The Hereditary Nature of Adolescent Spinal Deformities

A Study of Over 600,000 Adolescents

Yair Zloof, MD; Ran Ankory, MD; Amit Elbaz Braun, MD; Maya Braun, MSc; Shlomi Abuhasira, MD, MPH; Naama Schwartz, PhD; Dotan Yaari, MD; Elon Glassberg, MD; Amir Shlaifer, MD

Disclosures

Spine. 2022;47(12):841-846. 

In This Article

Abstract and Introduction

Abstract

Study Design: A cross-sectional study.

Objective: We designed this study to investigate the risk for spinal deformity among individuals whose parents had a spinal deformity.

Summary of Background Data: Adolescent idiopathic scoliosis and Scheuermann kyphosis (SK) are common adolescent spinal deformities (ASD) with a significant impact on public health. Timely treatment with bracing is effective in halting or slowing the progression of these deformities. However, screening healthy adolescents for spinal deformities remains debatable. While the leading medical organizations endorse contradictory positions regarding the screening of the general population, there is a consensus that screening of targeted population should be considered.

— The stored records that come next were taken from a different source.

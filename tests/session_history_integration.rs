use std::fs;
use std::sync::atomic::Ordering;

use qabot::error::{as_qabot_error, QabotError};
use qabot::mode::Mode;
use qabot::storage::HistoryStore;

mod common;
use common::{create_temp_session, FailingProvider, StaticProvider};

/// A successful FAQ turn is logged with the user's question and the reply
#[tokio::test]
async fn test_faq_turn_is_logged() {
    let (provider, calls) = StaticProvider::new(" 4 \n");
    let (session, _tmp) = create_temp_session(Box::new(provider));

    let outcome = session
        .handle_turn(Mode::Faq, "What is 2+2?")
        .await
        .expect("turn should succeed");

    assert_eq!(outcome.record.output, "4");
    assert_eq!(calls.load(Ordering::SeqCst), 1);

    let history = session.history().unwrap();
    assert_eq!(history.len(), 1);
    assert_eq!(history[0].mode, Mode::Faq);
    assert_eq!(history[0].input, "What is 2+2?");
    assert_eq!(history[0].output, "4");
}

/// The summary record keeps the pasted text, not the wrapped prompt
#[tokio::test]
async fn test_summary_turn_logs_user_text() {
    let (provider, _calls) = StaticProvider::new("A short summary.");
    let (session, _tmp) = create_temp_session(Box::new(provider));

    session
        .handle_turn(Mode::Summary, "Line one.\nLine two.")
        .await
        .unwrap();

    let history = session.history().unwrap();
    assert_eq!(history[0].mode, Mode::Summary);
    assert_eq!(history[0].input, "Line one.\nLine two.");
}

#[tokio::test]
async fn test_turns_are_appended_in_order() {
    let (provider, calls) = StaticProvider::new("ok");
    let (session, _tmp) = create_temp_session(Box::new(provider));

    for question in ["first", "second", "third"] {
        session.handle_turn(Mode::Faq, question).await.unwrap();
    }

    let inputs: Vec<String> = session
        .history()
        .unwrap()
        .into_iter()
        .map(|r| r.input)
        .collect();
    assert_eq!(inputs, vec!["first", "second", "third"]);
    assert_eq!(calls.load(Ordering::SeqCst), 3);
}

#[tokio::test]
async fn test_blank_input_is_not_sent_or_logged() {
    let (provider, calls) = StaticProvider::new("unused");
    let (session, _tmp) = create_temp_session(Box::new(provider));

    let err = session.handle_turn(Mode::Summary, "  \n ").await.unwrap_err();

    assert!(matches!(
        as_qabot_error(&err),
        Some(QabotError::InvalidInput(_))
    ));
    assert_eq!(calls.load(Ordering::SeqCst), 0);
    assert!(!session.store().path().exists());
}

#[tokio::test]
async fn test_failed_call_is_not_logged() {
    let (session, _tmp) = create_temp_session(Box::new(FailingProvider));

    let err = session.handle_turn(Mode::Faq, "hello").await.unwrap_err();

    assert!(as_qabot_error(&err).map(|e| e.is_api()).unwrap_or(false));
    assert!(session.history().unwrap().is_empty());
}

#[tokio::test]
async fn test_corrupt_log_is_moved_aside_on_next_turn() {
    let (provider, _calls) = StaticProvider::new("fine");
    let (session, tmp) = create_temp_session(Box::new(provider));
    fs::write(session.store().path(), "{ this is not json").unwrap();

    assert!(session.history().is_err());

    let outcome = session.handle_turn(Mode::Faq, "still there?").await.unwrap();
    let append = outcome.history.expect("append should recover");

    assert_eq!(
        append.quarantined,
        Some(tmp.path().join("chat_history.json.corrupt"))
    );
    assert_eq!(session.history().unwrap().len(), 1);
}

#[test]
fn test_existing_log_is_extended() {
    let tmp = tempfile::tempdir().unwrap();
    let path = tmp.path().join("chat_history.json");
    fs::write(
        &path,
        r#"[
  {
    "timestamp": "2025-10-01T09:30:00+02:00",
    "mode": "FAQ",
    "input": "old question",
    "output": "old answer"
  }
]"#,
    )
    .unwrap();

    let store = HistoryStore::new_with_path(&path).unwrap();
    let outcome = store
        .append(&qabot::ConversationRecord::new(Mode::Summary, "text", "sum"))
        .unwrap();

    assert_eq!(outcome.total_records, 2);
    let records = store.list_all().unwrap();
    assert_eq!(records[0].input, "old question");
    assert_eq!(records[1].mode, Mode::Summary);
}
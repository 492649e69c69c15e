//! Interactive menu handler.
//!
//! Drives `session::transition` with input read through rustyline and
//! prints every result; the state machine itself stays I/O free.

use super::{describe_turn_error, history, report_history};
use crate::config::Config;
use crate::error::{QabotError, Result};
use crate::mode::Mode;
use crate::session::{
    transition, LineOutcome, MenuChoice, MultilineInput, Session, SessionEvent, SessionState,
};
use colored::Colorize;
use rustyline::error::ReadlineError;
use rustyline::DefaultEditor;

const RULE_WIDTH: usize = 60;

/// Start the interactive menu
///
/// # Errors
///
/// Returns error if the session cannot be built or the terminal fails;
/// per-turn API and storage errors are printed and the loop continues
pub async fn run_chat(config: Config) -> Result<()> {
    tracing::info!("Starting interactive menu");

    let session = super::build_session(&config)?;
    let mut rl = DefaultEditor::new().map_err(QabotError::Readline)?;

    print_welcome_banner(&config);

    let mut state = SessionState::MainMenu;
    while !state.is_terminal() {
        let event = match state {
            SessionState::MainMenu => {
                print_menu();
                SessionEvent::Selected(read_menu_choice(&mut rl)?)
            }
            SessionState::AwaitingFaqInput | SessionState::AwaitingSummaryInput => {
                let mode = match state.mode() {
                    Some(mode) => mode,
                    None => break,
                };
                let input = match mode {
                    Mode::Faq => {
                        print_section("FAQ MODE - Ask Your Question");
                        read_question(&mut rl)?
                    }
                    Mode::Summary => {
                        print_section("SUMMARIZATION MODE - Enter Text to Summarize");
                        read_multiline(&mut rl)?
                    }
                };
                match input {
                    Some(text) => {
                        run_turn(&session, mode, &text).await;
                        SessionEvent::Completed
                    }
                    None => {
                        println!("{}", "Cancelled.".yellow());
                        SessionEvent::Cancelled
                    }
                }
            }
            SessionState::ViewingHistory => {
                show_history(&session, config.history.preview_chars);
                SessionEvent::Completed
            }
            SessionState::Exiting => break,
        };

        let next = transition(state, event);
        tracing::debug!(from = ?state, to = ?next, "Session transition");
        state = next;
    }

    print_goodbye(&config);
    Ok(())
}

/// Dispatch and display one turn
async fn run_turn(session: &Session, mode: Mode, text: &str) {
    println!("\n{} {}", mode.colored_tag(), mode.progress_message());

    match session.handle_turn(mode, text).await {
        Ok(outcome) => {
            print_response(&outcome.record.output);
            report_history(&outcome);
        }
        Err(e) => {
            tracing::debug!("Turn failed: {:#}", e);
            println!("\n{} {}", "✗".red(), describe_turn_error(&e).red());
        }
    }
}

fn show_history(session: &Session, preview_chars: usize) {
    let records = match session.history() {
        Ok(records) => records,
        Err(e) => {
            println!(
                "{}",
                format!("Warning: {:#}. Showing an empty history.", e).yellow()
            );
            Vec::new()
        }
    };

    print!("{}", history::format_history(&records, preview_chars));
}

/// Read a menu choice, re-prompting until it is valid
///
/// Ctrl-C / Ctrl-D select Exit.
fn read_menu_choice(rl: &mut DefaultEditor) -> Result<MenuChoice> {
    loop {
        match rl.readline("\nEnter your choice (1-4): ") {
            Ok(line) => match MenuChoice::parse(&line) {
                Some(choice) => return Ok(choice),
                None => println!("{}", "Invalid choice. Please enter 1, 2, 3, or 4.".red()),
            },
            Err(ReadlineError::Interrupted) | Err(ReadlineError::Eof) => {
                return Ok(MenuChoice::Exit)
            }
            Err(e) => return Err(QabotError::Readline(e).into()),
        }
    }
}

/// Read a single-line question; `None` when the user backs out
fn read_question(rl: &mut DefaultEditor) -> Result<Option<String>> {
    match rl.readline("\nYour question: ") {
        Ok(line) => {
            let _ = rl.add_history_entry(line.as_str());
            Ok(Some(line))
        }
        Err(ReadlineError::Interrupted) | Err(ReadlineError::Eof) => Ok(None),
        Err(e) => Err(QabotError::Readline(e).into()),
    }
}

/// Read text terminated by a blank line; `None` on CANCEL or Ctrl-C
fn read_multiline(rl: &mut DefaultEditor) -> Result<Option<String>> {
    println!("\nPaste or type the text you want to summarize.");
    println!("(Finish with an empty line, or type 'CANCEL' to go back)\n");

    let mut input = MultilineInput::new();
    loop {
        match rl.readline("") {
            Ok(line) => match input.feed(&line) {
                LineOutcome::Continue => {}
                LineOutcome::Finished(text) => return Ok(Some(text)),
                LineOutcome::Cancelled => return Ok(None),
            },
            Err(ReadlineError::Eof) => return Ok(Some(input.finish())),
            Err(ReadlineError::Interrupted) => return Ok(None),
            Err(e) => return Err(QabotError::Readline(e).into()),
        }
    }
}

fn print_welcome_banner(config: &Config) {
    println!("\n{}", "=".repeat(RULE_WIDTH));
    println!("{}", "  Qabot - FAQ Answering & Text Summarization".bold());
    println!("{}", "=".repeat(RULE_WIDTH));
    println!("\nThis chatbot can help you with:");
    println!("  1. Answering frequently asked questions");
    println!("  2. Summarizing long texts");
    println!(
        "\nProvider: {} ({})",
        config.provider.provider_type.cyan(),
        config.active_model()
    );
    println!(
        "All conversations are saved to '{}'",
        config.history.file.display()
    );
    println!("{}\n", "=".repeat(RULE_WIDTH));
}

fn print_menu() {
    println!("\n{}", "-".repeat(RULE_WIDTH));
    println!("{}", "MAIN MENU".bold());
    println!("{}", "-".repeat(RULE_WIDTH));
    for choice in MenuChoice::ALL {
        println!("{}", choice);
    }
    println!("{}", "-".repeat(RULE_WIDTH));
}

fn print_section(title: &str) {
    println!("\n{}", "=".repeat(RULE_WIDTH));
    println!("{}", title.bold());
    println!("{}", "=".repeat(RULE_WIDTH));
}

fn print_response(reply: &str) {
    println!("\n{}", "=".repeat(RULE_WIDTH));
    println!("{}", "AI RESPONSE:".green().bold());
    println!("{}", "=".repeat(RULE_WIDTH));
    println!("\n{}\n", reply);
    println!("{}", "=".repeat(RULE_WIDTH));
}

fn print_goodbye(config: &Config) {
    println!("\n{}", "=".repeat(RULE_WIDTH));
    println!("Thank you for using Qabot!");
    println!(
        "Your chat history has been saved to '{}'",
        config.history.file.display()
    );
    println!("{}\n", "=".repeat(RULE_WIDTH));
}
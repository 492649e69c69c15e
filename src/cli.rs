//! Command-line interface definition for Qabot
//!
//! This module defines the CLI structure using clap's derive API,
//! providing the interactive menu plus one-shot ask, summarize and
//! history commands.

use clap::{Parser, Subcommand};
use std::path::PathBuf;

/// Qabot - FAQ answering and text summarization from the terminal
///
/// Every successful exchange is appended to a local JSON history file.
#[derive(Parser, Debug, Clone)]
#[command(name = "qabot")]
#[command(version, about, long_about = None)]
pub struct Cli {
    /// Path to configuration file
    #[arg(short, long, global = true, default_value = "config/config.yaml")]
    pub config: String,

    /// Enable verbose logging
    #[arg(short, long, global = true)]
    pub verbose: bool,

    /// Override the provider from config (gemini, openai)
    #[arg(short, long, global = true)]
    pub provider: Option<String>,

    /// Override the model of the active provider
    #[arg(short, long, global = true)]
    pub model: Option<String>,

    /// Override the history log location
    #[arg(long, global = true)]
    pub history_file: Option<PathBuf>,

    /// Command to execute; defaults to the interactive menu
    #[command(subcommand)]
    pub command: Option<Commands>,
}

/// Available commands for Qabot
#[derive(Subcommand, Debug, Clone)]
pub enum Commands {
    /// Start the interactive menu
    Chat,

    /// Ask a single question and print the answer
    Ask {
        /// The question; multiple words are joined with spaces
        #[arg(required = true, num_args = 1..)]
        question: Vec<String>,
    },

    /// Summarize text given inline, from a file, or from stdin
    Summarize {
        /// Read the text to summarize from this file
        #[arg(short, long, conflicts_with = "text")]
        file: Option<PathBuf>,

        /// Text to summarize
        text: Option<String>,
    },

    /// Inspect the conversation history
    History {
        /// History subcommand
        #[command(subcommand)]
        command: HistoryCommand,
    },
}

/// History subcommands
#[derive(Subcommand, Debug, Clone)]
pub enum HistoryCommand {
    /// List logged exchanges, oldest first
    List {
        /// Only show the most recent N entries
        #[arg(short, long)]
        limit: Option<usize>,

        /// Print the records as a JSON array instead of a table
        #[arg(long)]
        json: bool,
    },
}

impl Cli {
    /// Parse command line arguments
    pub fn parse_args() -> Self {
        Self::parse()
    }
}

impl Default for Cli {
    fn default() -> Self {
        Self {
            config: "config/config.yaml".to_string(),
            verbose: false,
            provider: None,
            model: None,
            history_file: None,
            command: None,
        }
    }
}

Due to their genetic predisposition, adolescents whose parents suffer from a spinal deformity may be candidates for targeted screening.

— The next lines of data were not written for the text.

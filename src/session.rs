//! Interactive session model
//!
//! The menu loop is described here without any terminal I/O:
//!
//! - `SessionState` and the pure `transition` function drive the menu
//! - `MultilineInput` collects pasted text line by line
//! - `Session` runs one turn: dispatch, then log on success
//!
//! `commands::chat` supplies the terminal around these pieces.

use crate::dispatcher::Dispatcher;
use crate::error::Result;
use crate::mode::Mode;
use crate::storage::{AppendOutcome, ConversationRecord, HistoryStore};
use std::fmt;

/// Where the interactive session currently is
#[derive(Debug, Clone, Copy, PartialEq, Eq)]
pub enum SessionState {
    /// Showing the numbered menu
    MainMenu,
    /// Waiting for a question
    AwaitingFaqInput,
    /// Waiting for text to summarize
    AwaitingSummaryInput,
    /// Printing the history log
    ViewingHistory,
    /// Leaving the session; terminal
    Exiting,
}

impl SessionState {
    /// True once the session has ended
    pub fn is_terminal(&self) -> bool {
        matches!(self, Self::Exiting)
    }

    /// Dispatch mode collected in this state, if any
    pub fn mode(&self) -> Option<Mode> {
        match self {
            Self::AwaitingFaqInput => Some(Mode::Faq),
            Self::AwaitingSummaryInput => Some(Mode::Summary),
            _ => None,
        }
    }
}

/// Numbered main menu entries
#[derive(Debug, Clone, Copy, PartialEq, Eq)]
pub enum MenuChoice {
    /// 1) Ask FAQ
    AskFaq,
    /// 2) Summarize text
    Summarize,
    /// 3) View history
    ViewHistory,
    /// 4) Exit
    Exit,
}

impl MenuChoice {
    /// All entries in menu order
    pub const ALL: [MenuChoice; 4] = [
        MenuChoice::AskFaq,
        MenuChoice::Summarize,
        MenuChoice::ViewHistory,
        MenuChoice::Exit,
    ];

    /// Parse the user's menu selection ("1".."4")
    ///
    /// # Examples
    ///
    /// ```
    /// use qabot::session::MenuChoice;
    ///
    /// assert_eq!(MenuChoice::parse(" 2 "), Some(MenuChoice::Summarize));
    /// assert_eq!(MenuChoice::parse("5"), None);
    /// ```
    pub fn parse(input: &str) -> Option<Self> {
        match input.trim() {
            "1" => Some(Self::AskFaq),
            "2" => Some(Self::Summarize),
            "3" => Some(Self::ViewHistory),
            "4" => Some(Self::Exit),
            _ => None,
        }
    }

    /// Menu number
    pub fn number(&self) -> u8 {
        match self {
            Self::AskFaq => 1,
            Self::Summarize => 2,
            Self::ViewHistory => 3,
            Self::Exit => 4,
        }
    }

    /// Menu label
    pub fn label(&self) -> &'static str {
        match self {
            Self::AskFaq => "Ask a FAQ question",
            Self::Summarize => "Summarize text",
            Self::ViewHistory => "View conversation history",
            Self::Exit => "Exit",
        }
    }

    fn target(&self) -> SessionState {
        match self {
            Self::AskFaq => SessionState::AwaitingFaqInput,
            Self::Summarize => SessionState::AwaitingSummaryInput,
            Self::ViewHistory => SessionState::ViewingHistory,
            Self::Exit => SessionState::Exiting,
        }
    }
}

impl fmt::Display for MenuChoice {
    fn fmt(&self, f: &mut fmt::Formatter<'_>) -> fmt::Result {
        write!(f, "{}. {}", self.number(), self.label())
    }
}

/// Inputs that move the session between states
#[derive(Debug, Clone, Copy, PartialEq, Eq)]
pub enum SessionEvent {
    /// A menu entry was selected
    Selected(MenuChoice),
    /// The current state's action finished (successfully or with a shown error)
    Completed,
    /// The user abandoned the current input
    Cancelled,
}

/// Compute the next state
///
/// Menu selections only count in `MainMenu`; every other non-terminal
/// state goes back to `MainMenu` once its action completes or is
/// cancelled. `Exiting` never changes.
pub fn transition(state: SessionState, event: SessionEvent) -> SessionState {
    match (state, event) {
        (SessionState::Exiting, _) => SessionState::Exiting,
        (SessionState::MainMenu, SessionEvent::Selected(choice)) => choice.target(),
        (SessionState::MainMenu, _) => SessionState::MainMenu,
        (_, SessionEvent::Completed | SessionEvent::Cancelled) => SessionState::MainMenu,
        (current, SessionEvent::Selected(_)) => current,
    }
}

/// Result of feeding one line to `MultilineInput`
#[derive(Debug, Clone, PartialEq, Eq)]
pub enum LineOutcome {
    /// Keep reading
    Continue,
    /// A blank line ended the input
    Finished(String),
    /// The user typed CANCEL
    Cancelled,
}

/// Collects multi-line text terminated by a blank line
///
/// Leading blank lines are skipped so the terminator cannot arrive
/// before any text. A line reading `CANCEL` (any case) abandons input.
#[derive(Debug, Default)]
pub struct MultilineInput {
    lines: Vec<String>,
}

impl MultilineInput {
    /// Start collecting
    pub fn new() -> Self {
        Self::default()
    }

    /// Feed one line as typed (without its newline)
    pub fn feed(&mut self, line: &str) -> LineOutcome {
        if line.trim().eq_ignore_ascii_case("cancel") {
            self.lines.clear();
            return LineOutcome::Cancelled;
        }

        if line.trim().is_empty() {
            if self.lines.is_empty() {
                return LineOutcome::Continue;
            }
            return LineOutcome::Finished(self.take());
        }

        self.lines.push(line.trim_end().to_string());
        LineOutcome::Continue
    }

    /// Text collected so far; used when input ends without a blank line
    pub fn finish(mut self) -> String {
        self.take()
    }

    fn take(&mut self) -> String {
        std::mem::take(&mut self.lines).join("\n")
    }
}

/// Outcome of a successful turn
#[derive(Debug)]
pub struct TurnOutcome {
    /// The exchange as it was (or should have been) logged
    pub record: ConversationRecord,
    /// Result of appending the record to the history log
    pub history: Result<AppendOutcome>,
}

/// One process-wide session: a dispatcher plus the history log it feeds
pub struct Session {
    dispatcher: Dispatcher,
    store: HistoryStore,
}

impl Session {
    /// Create a session
    pub fn new(dispatcher: Dispatcher, store: HistoryStore) -> Self {
        Self { dispatcher, store }
    }

    /// Dispatcher in use
    pub fn dispatcher(&self) -> &Dispatcher {
        &self.dispatcher
    }

    /// History log in use
    pub fn store(&self) -> &HistoryStore {
        &self.store
    }

    /// Run one exchange
    ///
    /// On success exactly one record is appended. A failed append does not
    /// fail the turn; it is reported through `TurnOutcome::history`.
    ///
    /// # Errors
    ///
    /// Returns the dispatcher's error; nothing is logged in that case
    pub async fn handle_turn(&self, mode: Mode, user_text: &str) -> Result<TurnOutcome> {
        let reply = self.dispatcher.dispatch(mode, user_text).await?;
        let record = ConversationRecord::new(mode, user_text.trim(), reply);

        let history = self.store.append(&record);
        if let Err(e) = &history {
            tracing::warn!("Failed to log exchange: {:#}", e);
        }

        Ok(TurnOutcome { record, history })
    }

    /// Every logged record, oldest first
    pub fn history(&self) -> Result<Vec<ConversationRecord>> {
        self.store.list_all()
    }
}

Methods: We conducted a nationwide, population-based study of 611,689 Israeli adolescents, aged 16 to 19 years old, who were screened for spinal deformities between the years 2000 and 2019. The data for this study were derived from a central database containing medical records of all adolescents who were examined preliminary to mandatory military service. In our study, ASD were strictly defined by plain x-ray.

Results: Compared with adolescents of whose parents did not have a spinal deformity, the odds ratios (OR) for ASD among adolescents whose father, mother, or both parents had spinal deformity were 1.46, 1.74, and 2.58, respectively. These ratios were consistent in multivariate models.

Conclusion: We have found a considerable increased risk for adolescent spinal deformities among adolescents whose parents suffered from spinal deformities. We believe that our findings should serve the leading medical organizations when considering the screening of targeted populations.

Level of Evidence: 4

Introduction

Adolescent spinal deformity (ASD) is an idiopathic abnormal alignment or curve of the vertebral column, that develops in otherwise healthy children and adolescents.[1,2] Children and adolescents diagnosed with spinal deformities may suffer from back pain, psychological concerns, and reduced health related quality of life. Pulmonary and neurological complications can occur in severe cases.[3–5]

Adolescent idiopathic scoliosis (AIS) and Scheuermann kyphosis (SK) are the two most common spinal deformities, and combined together comprise the majority of ASD. The prevalence of AIS and SK is 1% to 3% and 1% to 8% respectively.[2,6–8] In 20% to 30% of patients, AIS and SK occur simultaneously.[9] The etiology behind these deformities remains unclear.[10–13] Currently, based on various family and twin studies, ASD is considered a multifactorial disease with a significant genetic predisposition.[6,7,14–16]

Most of the adolescent spinal deformities are of mild severity and do not require any medical intervention. Moderate to severe deformities are widely treated with bracing and physiotherapy, while surgery is performed only in the minority of severe cases.[17–24] Importantly, timely treatment with bracing is effective in halting or slowing progression of spinal deformities in adolescents.[18,22] However, routine screening of healthy adolescents for spinal deformity remains controversial. While the leading medical organizations endorse contradictory positions regarding the screening of the general population, there is consensus that screening of targeted population should be further investigated.[25,26]

Previous family studies that attempted to estimate the increased risk for spinal deformity among individuals whom their parents had suffered from the condition were limited by sample size and accordingly yielded inconsistent estimations.[7,8,15,16,27–29]

To the best of our knowledge, our study is the largest to investigate the hereditary nature of spinal deformities. We believe that our study adds valuable information that needs to be addressed when considering the screening of predisposed populations.